The best introduction to Automotive Design for Compose is provided by following the Tutorial. Begin by following the steps below.

Install JDK 17

Automotive Design for Compose requires JDK 17 or later for command-line Gradle builds. Android Studio typically bundles a compatible JDK, but if you are building from the command line you may need to install one separately.

Verify your JDK version

java -version

You should see output indicating version 17 or later (e.g. openjdk version "17.0.x"). If your version is older or Java is not installed, follow the instructions below for your platform.

macOS

brew install openjdk@17

After installing, ensure it’s on your PATH by following the instructions printed by Homebrew, or add the following to your shell configuration:

export PATH="/opt/homebrew/opt/openjdk@17/bin:$PATH"

Linux

Install OpenJDK 17 using your distribution’s package manager:

# Debian/Ubuntu
sudo apt-get install openjdk-17-jdk

# Fedora
sudo dnf install java-17-openjdk-devel

Windows

Download and install Eclipse Temurin JDK 17 from the Adoptium project.

Set JAVA_HOME

If Gradle still picks up the wrong JDK, set JAVA_HOME explicitly:

export JAVA_HOME=$(/usr/libexec/java_home -v 17)  # macOS
export JAVA_HOME=/usr/lib/jvm/java-17-openjdk     # Linux

Check out the code

To check out the code, which includes the Tutorial Android App, run the following:

git clone https://github.com/google/automotive-design-compose.git

Update Android Studio

The Tutorial Android App requires Android Studio Flamingo or later.

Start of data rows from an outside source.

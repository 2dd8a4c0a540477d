//! Errors of the Markdown front end.

use thiserror::Error;

/// Why a source could not be turned into a tree.
///
/// Plain CommonMark with the GFM extensions always parses, so in practice
/// these only surface for inputs the grammar library itself rejects.
#[derive(Debug, Error)]
pub enum ParseError {
    /// markdown-rs rejected the source.
    #[error("Invalid source: {0}")]
    InvalidSource(String),

    /// markdown-rs returned a tree without a root node.
    #[error("Internal parser error: {0}")]
    Internal(String),
}

impl ParseError {
    /// Wraps a message reported by markdown-rs.
    pub fn invalid_source(message: impl Into<String>) -> Self {
        Self::InvalidSource(message.into())
    }

    /// Creates an error for a broken adapter invariant.
    pub fn internal(message: impl Into<String>) -> Self {
        Self::Internal(message.into())
    }
}
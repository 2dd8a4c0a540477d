//! Code highlighting boundary.
//!
//! Renderers never talk to a highlighting engine directly. They hold a
//! [`Highlighter`] handle and treat `None` as "emit escaped plain text".

use std::sync::Arc;

/// Language-keyed source to HTML highlighter.
///
/// Returned HTML must consist only of escaped text and `<span …>` /
/// `</span>` tags so the Down renderer can split it per line.
///
/// Closures with the matching signature implement this trait:
///
/// ```rust
/// use mud_core::Highlighter;
///
/// let upper = |code: &str, _lang: Option<&str>| Some(code.to_uppercase());
/// assert_eq!(upper.highlight("let", Some("rust")).as_deref(), Some("LET"));
/// ```
pub trait Highlighter: Send + Sync {
    /// Highlights `code`. `None` means no highlighting is available for
    /// this input.
    fn highlight(&self, code: &str, language: Option<&str>) -> Option<String>;
}

impl<F> Highlighter for F
where
    F: Fn(&str, Option<&str>) -> Option<String> + Send + Sync,
{
    fn highlight(&self, code: &str, language: Option<&str>) -> Option<String> {
        self(code, language)
    }
}

/// Highlighter that never highlights.
#[derive(Debug, Clone, Copy, Default)]
pub struct NoHighlighter;

impl Highlighter for NoHighlighter {
    #[inline]
    fn highlight(&self, _code: &str, _language: Option<&str>) -> Option<String> {
        None
    }
}

/// Returns the highlighter used when the caller supplies none.
pub fn default_highlighter() -> Arc<dyn Highlighter> {
    #[cfg(feature = "syntax-highlighting")]
    {
        Arc::new(SyntectHighlighter::new())
    }
    #[cfg(not(feature = "syntax-highlighting"))]
    {
        Arc::new(NoHighlighter)
    }
}

#[cfg(feature = "syntax-highlighting")]
pub use self::syntect_impl::SyntectHighlighter;

#[cfg(feature = "syntax-highlighting")]
mod syntect_impl {
    use std::sync::LazyLock;

    use syntect::html::{ClassStyle, ClassedHTMLGenerator};
    use syntect::parsing::{SyntaxReference, SyntaxSet};
    use syntect::util::LinesWithEndings;
    use tracing::trace;

    use super::Highlighter;

    static SYNTAX_SET: LazyLock<SyntaxSet> = LazyLock::new(SyntaxSet::load_defaults_newlines);

    /// CSS class prefix of every emitted span (`hl-keyword`, `hl-string`, …).
    pub const CLASS_PREFIX: &str = "hl-";

    /// Highlighter backed by `syntect`'s bundled grammars.
    ///
    /// Emits class-based markup (`<span class="hl-source hl-rust">`) so the
    /// theme stylesheet decides colours. The syntax set is loaded once per
    /// process and is immutable, so no lock is needed.
    #[derive(Debug, Clone, Copy, Default)]
    pub struct SyntectHighlighter;

    impl SyntectHighlighter {
        /// Creates a highlighter.
        pub fn new() -> Self {
            Self
        }

        /// Returns true if `language` resolves to a bundled grammar.
        pub fn supports(&self, language: &str) -> bool {
            find_syntax(language).is_some()
        }
    }

    impl Highlighter for SyntectHighlighter {
        fn highlight(&self, code: &str, language: Option<&str>) -> Option<String> {
            let language = language?;
            let Some(syntax) = find_syntax(language) else {
                trace!(language, "no grammar for language");
                return None;
            };

            let mut generator = ClassedHTMLGenerator::new_with_class_style(
                syntax,
                &SYNTAX_SET,
                ClassStyle::SpacedPrefixed {
                    prefix: CLASS_PREFIX,
                },
            );
            for line in LinesWithEndings::from(code) {
                if let Err(err) = generator.parse_html_for_line_which_includes_newline(line) {
                    trace!(language, error = %err, "highlighting failed");
                    return None;
                }
            }
            Some(generator.finalize())
        }
    }

    fn find_syntax(language: &str) -> Option<&'static SyntaxReference> {
        let lang = language.trim().to_lowercase();
        if lang.is_empty() {
            return None;
        }
        if let Some(syntax) = SYNTAX_SET.find_syntax_by_token(&lang) {
            return Some(syntax);
        }
        let canonical = resolve_alias(&lang);
        if canonical != lang {
            if let Some(syntax) = SYNTAX_SET.find_syntax_by_token(canonical) {
                return Some(syntax);
            }
        }
        SYNTAX_SET.find_syntax_by_extension(&lang)
    }

    fn resolve_alias(lang: &str) -> &str {
        match lang {
            "js" | "mjs" | "cjs" | "jsx" => "javascript",
            "ts" | "mts" | "cts" | "tsx" => "typescript",
            "rs" => "rust",
            "py" | "python3" | "py3" | "gyp" => "python",
            "rb" | "gemspec" | "podspec" => "ruby",
            "sh" | "zsh" | "shell" | "console" | "shellsession" => "bash",
            "md" | "mkd" | "mkdown" => "markdown",
            "htm" | "xhtml" => "html",
            "yml" => "yaml",
            "c++" | "cxx" | "hpp" | "hxx" | "cc" | "hh" => "cpp",
            "h" => "c",
            "objc" | "obj-c" | "objective-c" => "objective-c",
            "kt" | "kts" => "kotlin",
            "cs" | "csharp" | "c#" => "c#",
            "golang" => "go",
            "pl" | "pm" => "perl",
            "mk" | "mak" | "make" => "makefile",
            "diff" | "patch" => "diff",
            "svg" | "plist" | "xsl" | "xslt" => "xml",
            "jsonc" | "json5" => "json",
            "tex" | "latex" => "latex",
            "text" | "txt" | "plaintext" => "plain text",
            _ => lang,
        }
    }

}
//! Source positions and ranges.
//!
//! Positions use 1-based lines and 1-based UTF-8 byte columns. A
//! [`SourceRange`] is inclusive on both ends: `end` addresses the last
//! byte that belongs to the node.

use serde::{Deserialize, Serialize};

/// A position in source text.
#[derive(Debug, Clone, Copy, PartialEq, Eq, Hash, PartialOrd, Ord, Serialize, Deserialize)]
pub struct Position {
    /// Line number (1-indexed).
    pub line: u32,
    /// Byte column within the line (1-indexed).
    pub column: u32,
}

impl Position {
    /// Creates a new position.
    #[inline]
    pub const fn new(line: u32, column: u32) -> Self {
        Self { line, column }
    }
}

/// The source extent of a node, inclusive on both ends.
#[derive(Debug, Clone, Copy, PartialEq, Eq, Hash, PartialOrd, Ord, Serialize, Deserialize)]
pub struct SourceRange {
    /// First byte of the node.
    pub start: Position,
    /// Last byte of the node.
    pub end: Position,
}

impl SourceRange {
    /// Creates a new range.
    #[inline]
    pub const fn new(start: Position, end: Position) -> Self {
        Self { start, end }
    }

    /// Returns true if the range is usable: both ends are 1-based and the
    /// end does not precede the start.
    ///
    /// Ranges failing this check come from a parser bug. Renderers skip
    /// such nodes instead of emitting corrupt markup.
    #[inline]
    pub fn is_well_formed(&self) -> bool {
        self.start.line >= 1 && self.start.column >= 1 && self.end.line >= 1 && self.start <= self.end
    }

    /// Returns true if `line` falls within this range.
    #[inline]
    pub const fn contains_line(&self, line: u32) -> bool {
        self.start.line <= line && line <= self.end.line
    }

    /// Number of source lines covered by the range.
    #[inline]
    pub const fn line_count(&self) -> u32 {
        if self.end.line < self.start.line {
            0
        } else {
            self.end.line - self.start.line + 1
        }
    }
}
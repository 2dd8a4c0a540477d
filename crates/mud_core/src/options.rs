//! Render configuration.

use std::fs;
use std::path::Path;

use serde::{Deserialize, Serialize};

use crate::RenderError;
use crate::template::Theme;

/// Options of a [`crate::Mud`] instance.
///
/// Every field has a default, so a configuration file only lists what it
/// changes.
#[derive(Debug, Clone, PartialEq, Eq, Serialize, Deserialize)]
#[serde(default, deny_unknown_fields)]
pub struct RenderOptions {
    /// Theme of full documents.
    pub theme: Theme,

    /// Replace `:alias:` shortcodes with emoji in Up mode.
    pub emoji_shortcodes: bool,

    /// Consult the highlighter for code blocks.
    pub highlight_code: bool,

    /// Emit `<base href>` in Up documents.
    pub include_base_tag: bool,

    /// Inline local images as `data:` URIs when no resolver is given.
    pub embed_local_images: bool,

    /// Display toggles added to the `<html>` element.
    pub html_classes: Vec<HtmlClass>,
}

impl RenderOptions {
    /// Creates the default options.
    pub fn new() -> Self {
        Self {
            theme: Theme::default(),
            emoji_shortcodes: true,
            highlight_code: true,
            include_base_tag: true,
            embed_local_images: false,
            html_classes: Vec::new(),
        }
    }

    /// Loads options from a JSON file.
    pub fn from_file(path: impl AsRef<Path>) -> Result<Self, RenderError> {
        let content = fs::read_to_string(path.as_ref())
            .map_err(|e| RenderError::config(format!("Failed to read config: {}", e)))?;
        Self::from_json(&content)
    }

    /// Parses options from a JSON string.
    ///
    /// ```rust
    /// use mud_core::{RenderOptions, Theme};
    ///
    /// let options = RenderOptions::from_json(r#"{ "theme": "riot" }"#).unwrap();
    /// assert_eq!(options.theme, Theme::Riot);
    /// assert!(options.highlight_code);
    /// ```
    pub fn from_json(json: &str) -> Result<Self, RenderError> {
        serde_json::from_str(json).map_err(|e| RenderError::config(format!("Invalid config: {}", e)))
    }
}

impl Default for RenderOptions {
    fn default() -> Self {
        Self::new()
    }
}

/// A document-level display toggle.
#[derive(Debug, Clone, Copy, PartialEq, Eq, Hash, Serialize, Deserialize)]
#[serde(rename_all = "kebab-case")]
pub enum HtmlClass {
    /// Show the line-number column of Down mode.
    HasLineNumbers,
    /// Wrap long lines instead of scrolling.
    HasWordWrap,
    /// Limit Up mode to a centred reading column.
    IsReadableColumn,
}

impl HtmlClass {
    /// The class name as written in HTML.
    pub const fn as_str(self) -> &'static str {
        match self {
            HtmlClass::HasLineNumbers => "has-line-numbers",
            HtmlClass::HasWordWrap => "has-word-wrap",
            HtmlClass::IsReadableColumn => "is-readable-column",
        }
    }
}

/// Rendering mode of a whole file.
#[derive(Debug, Clone, Copy, PartialEq, Eq, Hash, Serialize, Deserialize)]
#[serde(rename_all = "lowercase")]
pub enum Mode {
    /// Formatted HTML.
    Up,
    /// Line-numbered, syntax-marked source.
    Down,
}
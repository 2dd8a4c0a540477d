//! The seam between a Markdown grammar and the Mud tree.

use mud_ast::{AstArena, Node};

use crate::ParseError;

/// Turns Markdown source into a Mud tree.
///
/// The returned root is always a `Document`. Every node, child list and
/// copied string lives in `arena`; text that can be borrowed straight from
/// the source is not copied. Source ranges are 1-based with an inclusive
/// end column, the form the Down renderer slices lines with.
///
/// ```rust
/// use mud_ast::{AstArena, Node, NodeKind};
/// use mud_parser::{ParseError, Parser};
///
/// /// Reads every line as its own paragraph.
/// struct LinesParser;
///
/// impl Parser for LinesParser {
///     fn parse<'a>(&self, arena: &'a AstArena, source: &str) -> Result<Node<'a>, ParseError> {
///         let blocks: Vec<Node<'a>> = source
///             .lines()
///             .map(|line| {
///                 let text = Node::new(NodeKind::Text { text: arena.alloc_str(line) }, None);
///                 let children = arena.alloc_slice_copy(&[text]);
///                 Node::new(NodeKind::Paragraph { children }, None)
///             })
///             .collect();
///         let children = arena.alloc_slice_copy(&blocks);
///         Ok(Node::new(NodeKind::Document { children }, None))
///     }
/// }
///
/// let arena = AstArena::new();
/// let doc = LinesParser.parse(&arena, "one\ntwo").unwrap();
/// assert_eq!(doc.children().len(), 2);
/// assert_eq!(doc.children()[1].plain_text(), "two");
/// ```
pub trait Parser {
    /// Parses `source` into a tree allocated in `arena`.
    fn parse<'a>(&self, arena: &'a AstArena, source: &str) -> Result<Node<'a>, ParseError>;
}
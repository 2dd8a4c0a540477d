//! Inlining of local images as `data:` URIs.

use std::fs;

use base64::Engine;
use base64::engine::general_purpose::STANDARD;
use tracing::trace;
use url::Url;

/// Image extensions that can be inlined, with their MIME types.
pub const MIME_TYPES: &[(&str, &str)] = &[
    ("png", "image/png"),
    ("jpg", "image/jpeg"),
    ("jpeg", "image/jpeg"),
    ("gif", "image/gif"),
    ("svg", "image/svg+xml"),
    ("webp", "image/webp"),
];

/// Looks up the MIME type of a lowercase file extension.
pub fn mime_type(extension: &str) -> Option<&'static str> {
    MIME_TYPES
        .iter()
        .find(|(ext, _)| *ext == extension)
        .map(|(_, mime)| *mime)
}

/// Whether an image source points off the local file system.
///
/// ```rust
/// use mud_core::image_data_uri::is_external;
///
/// assert!(is_external("HTTPS://example.com/a.png"));
/// assert!(!is_external("images/a.png"));
/// ```
pub fn is_external(source: &str) -> bool {
    const SCHEMES: [&str; 4] = ["http://", "https://", "data:", "mailto:"];
    SCHEMES.iter().any(|scheme| {
        source
            .get(..scheme.len())
            .is_some_and(|head| head.eq_ignore_ascii_case(scheme))
    })
}

/// Reads a local image and encodes it as a `data:` URI.
///
/// `source` is resolved against `base`, the URL of the Markdown file, so a
/// relative path is looked up next to that file. Returns `None` for external
/// sources, unsupported extensions, and unreadable files.
pub fn encode(source: &str, base: &Url) -> Option<String> {
    if is_external(source) {
        return None;
    }

    let resolved = base.join(source).ok()?;
    let path = resolved.to_file_path().ok()?;
    let extension = path.extension()?.to_str()?.to_ascii_lowercase();
    let Some(mime) = mime_type(&extension) else {
        trace!(source, extension, "unsupported image type");
        return None;
    };

    match fs::read(&path) {
        Ok(bytes) => Some(format!("data:{};base64,{}", mime, STANDARD.encode(bytes))),
        Err(e) => {
            trace!(path = %path.display(), error = %e, "image not embedded");
            None
        }
    }
}
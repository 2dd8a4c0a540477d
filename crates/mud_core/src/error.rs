//! Render error types.

use mud_parser::ParseError;
use thiserror::Error;

/// Errors returned by the fallible entry points of [`crate::Mud`] and
/// [`crate::RenderOptions`].
///
/// Rendering a parsed tree never fails; these cover parsing, configuration
/// loading and reading Markdown files.
#[derive(Debug, Error)]
pub enum RenderError {
    /// The Markdown front end rejected the source.
    #[error("Parse error: {0}")]
    Parse(#[from] ParseError),

    /// Configuration error.
    #[error("Configuration error: {0}")]
    Config(String),

    /// I/O error.
    #[error("I/O error: {0}")]
    Io(#[from] std::io::Error),
}

impl RenderError {
    /// Creates a configuration error.
    pub fn config(message: impl Into<String>) -> Self {
        Self::Config(message.into())
    }
}
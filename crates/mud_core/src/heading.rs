//! Heading outline extraction.

use std::ops::ControlFlow;

use mud_ast::visitor::{VisitResult, Visitor, walk_node};
use mud_ast::{Node, NodeKind};
use serde::Serialize;
use tracing::debug;

use crate::slug::SlugTracker;

/// A styled run of heading text.
#[derive(Debug, Clone, PartialEq, Eq, Serialize)]
#[serde(tag = "kind", content = "text", rename_all = "lowercase")]
pub enum OutlineTextSegment {
    /// Ordinary text, including emphasised or linked text.
    Plain(String),
    /// Text of a code span.
    Code(String),
}

/// A heading of the document, in document order.
#[derive(Debug, Clone, PartialEq, Eq, Serialize)]
#[serde(rename_all = "camelCase")]
pub struct OutlineHeading {
    /// Slug, identical to the `id` the Up renderer gives the `<hN>`.
    pub id: String,
    /// Heading level, 1 to 6.
    pub level: u8,
    /// Flattened plain text.
    pub text: String,
    /// Styled segments for display.
    pub segments: Vec<OutlineTextSegment>,
    /// 1-based line of the heading, or 0 when the node has no range.
    pub source_line: u32,
}

/// Collects every heading of a tree.
///
/// Slugs are deduplicated in document order with a fresh tracker, so they
/// match the ids of an Up render of the same tree.
///
/// # Example
///
/// ```rust
/// use mud_ast::AstArena;
/// use mud_core::extract_headings;
/// use mud_parser::{MarkdownParser, Parser};
///
/// let arena = AstArena::new();
/// let doc = MarkdownParser::new().parse(&arena, "# Intro\n\n## Intro").unwrap();
///
/// let ids: Vec<_> = extract_headings(&doc).into_iter().map(|h| h.id).collect();
/// assert_eq!(ids, ["intro", "intro-1"]);
/// ```
pub fn extract_headings(root: &Node<'_>) -> Vec<OutlineHeading> {
    let mut extractor = HeadingExtractor::default();
    let _ = walk_node(&mut extractor, root);
    debug!(headings = extractor.headings.len(), "extracted headings");
    extractor.headings
}

#[derive(Default)]
struct HeadingExtractor {
    headings: Vec<OutlineHeading>,
    slugs: SlugTracker,
}

impl<'a> Visitor<'a> for HeadingExtractor {
    fn visit_heading(&mut self, node: &Node<'a>, level: u8) -> VisitResult {
        let text = node.plain_text();
        let mut segments = Vec::new();
        collect_segments(node.children(), &mut segments);

        self.headings.push(OutlineHeading {
            id: self.slugs.slug(&text),
            level,
            text,
            segments,
            source_line: node.range.map_or(0, |r| r.start.line),
        });
        // Headings never nest
        ControlFlow::Continue(())
    }
}

fn collect_segments(children: &[Node<'_>], out: &mut Vec<OutlineTextSegment>) {
    for child in children {
        match child.kind {
            NodeKind::InlineCode { code } => out.push(OutlineTextSegment::Code(code.to_owned())),
            NodeKind::Text { text } => out.push(OutlineTextSegment::Plain(text.to_owned())),
            NodeKind::SoftBreak => out.push(OutlineTextSegment::Plain(" ".to_owned())),
            NodeKind::Image { alt, .. } => out.push(OutlineTextSegment::Plain(alt.to_owned())),
            _ => collect_segments(child.children(), out),
        }
    }
}

#[cfg(test)]
mod tests {
    use super::*;
    use mud_ast::AstArena;
    use mud_parser::{MarkdownParser, Parser};
    use pretty_assertions::assert_eq;

    fn headings(source: &str) -> Vec<OutlineHeading> {
        let arena = AstArena::new();
        let doc = MarkdownParser::new().parse(&arena, source).unwrap();
        extract_headings(&doc)
    }

    #[test]
    fn test_levels_and_lines() {
        let found = headings("# One\n\ntext\n\n## Two\n\n### Three\n");
        let summary: Vec<_> = found
            .iter()
            .map(|h| (h.level, h.text.as_str(), h.source_line))
            .collect();
        assert_eq!(summary, vec![(1, "One", 1), (2, "Two", 5), (3, "Three", 7)]);
    }

    #[test]
    fn test_duplicate_ids_are_suffixed() {
        let ids: Vec<_> = headings("# Features\n# Features\n# Features\n")
            .into_iter()
            .map(|h| h.id)
            .collect();
        assert_eq!(ids, vec!["features", "features-1", "features-2"]);
    }

    #[test]
    fn test_segments_split_code_spans() {
        let found = headings("## Use `render()` *now*\n");
        assert_eq!(
            found[0].segments,
            vec![
                OutlineTextSegment::Plain("Use ".into()),
                OutlineTextSegment::Code("render()".into()),
                OutlineTextSegment::Plain(" ".into()),
                OutlineTextSegment::Plain("now".into()),
            ]
        );
        assert_eq!(found[0].text, "Use render() now");
        assert_eq!(found[0].id, "use-render-now");
    }

    #[test]
    fn test_setext_heading() {
        let found = headings("Title\n=====\n\nSub\n---\n");
        assert_eq!(found.len(), 2);
        assert_eq!(found[0].level, 1);
        assert_eq!(found[1].level, 2);
        assert_eq!(found[1].source_line, 4);
    }

    #[test]
    fn test_headings_inside_containers() {
        let found = headings("> # Quoted\n\n- ## Listed\n");
        let texts: Vec<_> = found.iter().map(|h| h.text.as_str()).collect();
        assert_eq!(texts, vec!["Quoted", "Listed"]);
    }

    #[test]
    fn test_no_headings() {
        assert!(headings("just a paragraph\n").is_empty());
    }

    #[test]
    fn test_serializes_camel_case() {
        let found = headings("# Hi `x`\n");
        let json = serde_json::to_value(&found[0]).unwrap();
        assert_eq!(json["sourceLine"], 1);
        assert_eq!(json["segments"][1]["kind"], "code");
        assert_eq!(json["segments"][1]["text"], "x");
    }
}
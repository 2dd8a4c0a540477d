//! Callout blockquotes: GFM alerts, documentation asides and status notes.
//!
//! A blockquote is checked in order against three forms and rendered as a
//! titled callout when one matches:
//!
//! 1. GFM alert: the first paragraph starts with `[!NOTE]`, `[!TIP]`,
//!    `[!IMPORTANT]`, `[!WARNING]` or `[!CAUTION]`.
//! 2. Aside: the first text run starts with a known `Kind:` tag such as
//!    `Tip:` or `See Also:`.
//! 3. Status: the first text run starts with `Status:` and a value.

use mud_ast::{Node, NodeKind};

/// Visual category of a callout.
#[derive(Debug, Clone, Copy, PartialEq, Eq, Hash)]
pub enum AlertCategory {
    Note,
    Tip,
    Important,
    Warning,
    Caution,
    Status,
}

impl AlertCategory {
    /// Lowercase name, used in CSS classes.
    pub const fn as_str(self) -> &'static str {
        match self {
            AlertCategory::Note => "note",
            AlertCategory::Tip => "tip",
            AlertCategory::Important => "important",
            AlertCategory::Warning => "warning",
            AlertCategory::Caution => "caution",
            AlertCategory::Status => "status",
        }
    }

    /// CSS class added next to `alert`, e.g. `alert-note`.
    pub fn css_class(self) -> String {
        format!("alert-{}", self.as_str())
    }

    /// Default title of a GFM alert of this category.
    pub const fn title(self) -> &'static str {
        match self {
            AlertCategory::Note => "Note",
            AlertCategory::Tip => "Tip",
            AlertCategory::Important => "Important",
            AlertCategory::Warning => "Warning",
            AlertCategory::Caution => "Caution",
            AlertCategory::Status => "Status",
        }
    }

    /// Inline SVG icon emitted before the title.
    pub const fn icon(self) -> &'static str {
        match self {
            AlertCategory::Note => include_str!("../assets/icons/alert-note.svg"),
            AlertCategory::Tip => include_str!("../assets/icons/alert-tip.svg"),
            AlertCategory::Important => include_str!("../assets/icons/alert-important.svg"),
            AlertCategory::Warning => include_str!("../assets/icons/alert-warning.svg"),
            AlertCategory::Caution => include_str!("../assets/icons/alert-caution.svg"),
            AlertCategory::Status => include_str!("../assets/icons/alert-status.svg"),
        }
    }
}

const GFM_TAGS: [(&str, AlertCategory); 5] = [
    ("[!NOTE]", AlertCategory::Note),
    ("[!TIP]", AlertCategory::Tip),
    ("[!IMPORTANT]", AlertCategory::Important),
    ("[!WARNING]", AlertCategory::Warning),
    ("[!CAUTION]", AlertCategory::Caution),
];

/// Returns the GFM alert tag that `text` starts with. Tags are
/// case-sensitive.
pub fn gfm_alert_tag(text: &str) -> Option<(&'static str, AlertCategory)> {
    if !text.starts_with("[!") {
        return None;
    }
    GFM_TAGS.iter().copied().find(|(tag, _)| text.starts_with(tag))
}

/// A recognized aside kind.
#[derive(Debug, Clone, Copy, PartialEq, Eq)]
pub struct AsideKind {
    /// Identifier form, e.g. `SeeAlso`.
    pub name: &'static str,
    /// Human form used as the callout title, e.g. `See Also`.
    pub display_name: &'static str,
    /// Visual category.
    pub category: AlertCategory,
}

const fn aside(name: &'static str, display_name: &'static str, category: AlertCategory) -> AsideKind {
    AsideKind {
        name,
        display_name,
        category,
    }
}

const ASIDE_KINDS: &[AsideKind] = &[
    aside("Note", "Note", AlertCategory::Note),
    aside("Remark", "Remark", AlertCategory::Note),
    aside("Tip", "Tip", AlertCategory::Tip),
    aside("Experiment", "Experiment", AlertCategory::Tip),
    aside("Important", "Important", AlertCategory::Important),
    aside("Attention", "Attention", AlertCategory::Important),
    aside("Warning", "Warning", AlertCategory::Warning),
    aside("Precondition", "Precondition", AlertCategory::Warning),
    aside("Postcondition", "Postcondition", AlertCategory::Warning),
    aside("Requires", "Requires", AlertCategory::Warning),
    aside("Invariant", "Invariant", AlertCategory::Warning),
    aside("Bug", "Bug", AlertCategory::Caution),
    aside("Throws", "Throws", AlertCategory::Caution),
    // Recognized kinds without a visual of their own
    aside("Author", "Author", AlertCategory::Note),
    aside("Authors", "Authors", AlertCategory::Note),
    aside("Complexity", "Complexity", AlertCategory::Note),
    aside("Copyright", "Copyright", AlertCategory::Note),
    aside("Date", "Date", AlertCategory::Note),
    aside("MutatingVariant", "Mutating Variant", AlertCategory::Note),
    aside("NonMutatingVariant", "Non-Mutating Variant", AlertCategory::Note),
    aside("Since", "Since", AlertCategory::Note),
    aside("ToDo", "To Do", AlertCategory::Note),
    aside("Version", "Version", AlertCategory::Note),
    aside("SeeAlso", "See Also", AlertCategory::Note),
];

impl AsideKind {
    /// Looks up a tag, case-insensitively, by identifier or display name.
    ///
    /// ```rust
    /// use mud_core::alert::{AlertCategory, AsideKind};
    ///
    /// let kind = AsideKind::from_tag("see also").unwrap();
    /// assert_eq!(kind.display_name, "See Also");
    /// assert_eq!(kind.category, AlertCategory::Note);
    /// assert!(AsideKind::from_tag("Banana").is_none());
    /// ```
    pub fn from_tag(tag: &str) -> Option<AsideKind> {
        let tag = tag.trim();
        ASIDE_KINDS
            .iter()
            .copied()
            .find(|k| k.name.eq_ignore_ascii_case(tag) || k.display_name.eq_ignore_ascii_case(tag))
    }
}

const STATUS_PREFIX: &str = "Status:";

/// Title line of a classified callout.
#[derive(Debug, Clone, Copy, PartialEq, Eq)]
pub(crate) enum CalloutTitle<'a> {
    /// Fixed title text.
    Text(&'static str),
    /// `Status: <strong>value</strong>`.
    Status(&'a str),
}

/// A blockquote recognized as a callout.
#[derive(Debug, Clone, Copy, PartialEq, Eq)]
pub(crate) struct Callout<'a> {
    pub category: AlertCategory,
    pub title: CalloutTitle<'a>,
    /// Text left in the first text run once the tag is stripped. `None`
    /// when the first inline is not a text run and is emitted as is.
    pub remainder: Option<&'a str>,
}

/// Classifies the children of a blockquote. First match wins.
pub(crate) fn classify<'a>(children: &[Node<'a>]) -> Option<Callout<'a>> {
    let paragraph = children.first()?;
    let NodeKind::Paragraph { children: inlines } = paragraph.kind else {
        return None;
    };
    let first_text = inlines.first().and_then(|n| n.text());

    if let Some((tag, category)) = gfm_alert_tag(&paragraph.plain_text()) {
        let remainder = first_text.map(|text| strip_tag(text, tag));
        return Some(Callout {
            category,
            title: CalloutTitle::Text(category.title()),
            remainder,
        });
    }

    let text = first_text?;

    if let Some((tag, rest)) = text.split_once(':') {
        if let Some(kind) = AsideKind::from_tag(tag) {
            return Some(Callout {
                category: kind.category,
                title: CalloutTitle::Text(kind.display_name),
                remainder: Some(rest.trim_start_matches(' ')),
            });
        }
    }

    let value = text.strip_prefix(STATUS_PREFIX)?.trim_start_matches(' ');
    if value.is_empty() {
        return None;
    }
    Some(Callout {
        category: AlertCategory::Status,
        title: CalloutTitle::Status(value),
        remainder: Some(""),
    })
}

/// Drops `tag` (a prefix of the paragraph's plain text) from the first text
/// run, then any leading spaces.
fn strip_tag<'a>(text: &'a str, tag: &str) -> &'a str {
    text.strip_prefix(tag).unwrap_or("").trim_start_matches(' ')
}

Supported Android SDK levels

DesignCompose supports the following Android SDK levels:

Property Value Android Version
minSdk 26 Android 8.0 (Oreo)
targetSdk 34 Android 14
compileSdk 35 Android 15
  • minSdk 26 is set for broad Android Automotive compatibility, allowing DesignCompose to run on a wide range of automotive head units. Note that primary development and testing targets API 34+.
  • compileSdk 35 means the SDK is compiled against the latest Android 15 APIs.
  • targetSdk 34 indicates compatibility testing has been validated up to Android 14 behavioral changes.

For complete details on Android API levels, see the Android API level documentation.